Let $l_{i}$ be the length (in digits) of $a_{i}$. Since $a_{n+1}>a_{n}$, we have $a_{n}\rightarrow\infty$ and hence $l_{n}\rightarrow\infty$; and since $a_{n+1}\le 10a_{n}$, we have $l_{n+1}\le l_{n}+1$. In other words, the sequence of lengths $\{l_n\}$ grows indefinitely without skipping any values. Now suppose $x$ is periodic with period $P$ after the $N$-th digit. Then there must be some $M\ge N+1$ for which $l_{M}$ is a multiple of (say, $k$ times) the periodicity $P$. Hence, $a_M$ falls in the periodic portion of $x$ (since it starts at digit $(\sum_{i=1}^{M-1}l_i) \ge M-1 \ge N$ after the decimal point), and it covers exactly $k$ repeats of the periodic substring.

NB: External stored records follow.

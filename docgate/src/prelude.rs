//! Convenient re-exports of commonly used types from docgate.
//!
//! ```ignore
//! use docgate::prelude::*;
//! ```
//!
//! This provides access to:
//! - The connection, its builder and options
//! - Collection handles
//! - Client traits and the REST credential types
//! - Query options, URI builders and error types

pub use crate::{
    connection::{Connection, ConnectionBuilder, DocumentConnection, OpenOptions},
    registry::CollectionHandle,
    state::ConnectionState,
};

pub use docgate_core::{
    client::{ClientConnector, CollectionOptions, DocumentClient},
    descriptor::{ConnectionDescriptor, build_production_uri, parse_descriptor},
    document::DocumentExt,
    executor::Callback,
    query::{FindOptions, format_query},
    error::{DocumentStoreError, DocumentStoreResult},
};

pub use docgate_rest::{CredentialResolver, Credentials};
//! Remote document-store client abstraction.
//!
//! This module defines the narrow interface the connection layer consumes. A
//! [`DocumentClient`] is stateless from the connection's point of view: it is
//! bound to one keyspace and one bearer token when it is built, and every
//! method maps to a single remote call.
//!
//! # Traits
//!
//! - [`DocumentClient`]: collection management and document CRUD/search
//! - [`ClientConnector`]: builds a client from a parsed [`ConnectionDescriptor`]
//!
//! # Examples
//!
//! ```ignore
//! use docgate_core::client::{ClientConnector, CollectionOptions};
//!
//! let client = connector.connect(&descriptor).await?;
//! client.create_collection("carts", &CollectionOptions::default()).await?;
//! ```

use async_trait::async_trait;
use bson::Document;
use serde_json::Value;
use std::{fmt::Debug, sync::Arc};

use crate::{
    descriptor::ConnectionDescriptor,
    error::DocumentStoreResult,
    query::{FindOptions, Predicate},
};

/// Options applied when a collection is created.
#[derive(Debug, Clone, Default, PartialEq)]
pub struct CollectionOptions {
    /// JSON schema attached to the collection after creation.
    pub json_schema: Option<Value>,
}

impl CollectionOptions {
    pub fn with_json_schema(mut self, schema: Value) -> Self {
        self.json_schema = Some(schema);
        self
    }
}

/// Abstract interface for remote document stores.
///
/// Implementations must be thread-safe; a single client is shared by every
/// collection handle of a connection.
///
/// # Error Handling
///
/// Transport failures are reported as
/// [`DocumentStoreError::Backend`](crate::error::DocumentStoreError::Backend).
/// Implementations do not log failures at error level; the operation executor
/// does that once per failed operation.
#[async_trait]
pub trait DocumentClient: Send + Sync + Debug {
    /// Creates a collection in the client's keyspace.
    async fn create_collection(&self, name: &str, options: &CollectionOptions) -> DocumentStoreResult<()>;

    /// Drops a collection and all of its documents.
    ///
    /// # Warning
    ///
    /// This operation is irreversible.
    async fn drop_collection(&self, name: &str) -> DocumentStoreResult<()>;

    /// Lists the names of the collections in the keyspace.
    async fn list_collections(&self) -> DocumentStoreResult<Vec<String>>;

    /// Writes a document under `id`, replacing any document already stored there.
    ///
    /// The collection is created on demand.
    async fn insert_document(&self, collection: &str, id: &str, document: Document) -> DocumentStoreResult<()>;

    /// Fetches one document by id. A missing document is `Ok(None)`.
    async fn get_document(&self, collection: &str, id: &str) -> DocumentStoreResult<Option<Document>>;

    /// Returns the documents matching `predicate`.
    ///
    /// The predicate is expected to come from
    /// [`format_query`](crate::query::format_query); `options.limit` and
    /// `options.fields` are honored, `options.collation` is ignored here.
    async fn find_documents(
        &self,
        collection: &str,
        predicate: &Predicate,
        options: &FindOptions,
    ) -> DocumentStoreResult<Vec<Document>>;

    /// Merges `changes` into the stored document.
    ///
    /// # Errors
    ///
    /// Returns [`DocumentStoreError::DocumentNotFound`](crate::error::DocumentStoreError::DocumentNotFound)
    /// if the document does not exist.
    async fn patch_document(&self, collection: &str, id: &str, changes: Document) -> DocumentStoreResult<()>;

    /// Deletes a document. Deleting a missing document is not an error.
    async fn delete_document(&self, collection: &str, id: &str) -> DocumentStoreResult<()>;
}

/// Factory for [`DocumentClient`]s, invoked once per successful descriptor
/// resolution in `open`.
#[async_trait]
pub trait ClientConnector: Send + Sync + Debug {
    async fn connect(&self, descriptor: &ConnectionDescriptor) -> DocumentStoreResult<Arc<dyn DocumentClient>>;
}

#[async_trait]
impl<C> ClientConnector for Arc<C>
where
    C: ClientConnector + ?Sized,
{
    async fn connect(&self, descriptor: &ConnectionDescriptor) -> DocumentStoreResult<Arc<dyn DocumentClient>> {
        (**self).connect(descriptor).await
    }
}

Now, the next $l_{M+1}$ digits of $x$, either $kP$ or $kP+1$, must coincide with $a_{M+1}$. But neither of these cases is possible: the next $kP$ digits are just $a_{M}$ again, and we know that $a_{M+1}>a_{M}$; while the next $kP+1$ digits are $a_{M}$ with a single nonzero digit (the first digit of $a_{M}$) appended, i.e., a number that is strictly greater than $10a_{M}$, and we know that $a_{M+1}\le 10a_{M}$.

We've shown that $x$ can't be ultimately periodic, and hence it must be irrational.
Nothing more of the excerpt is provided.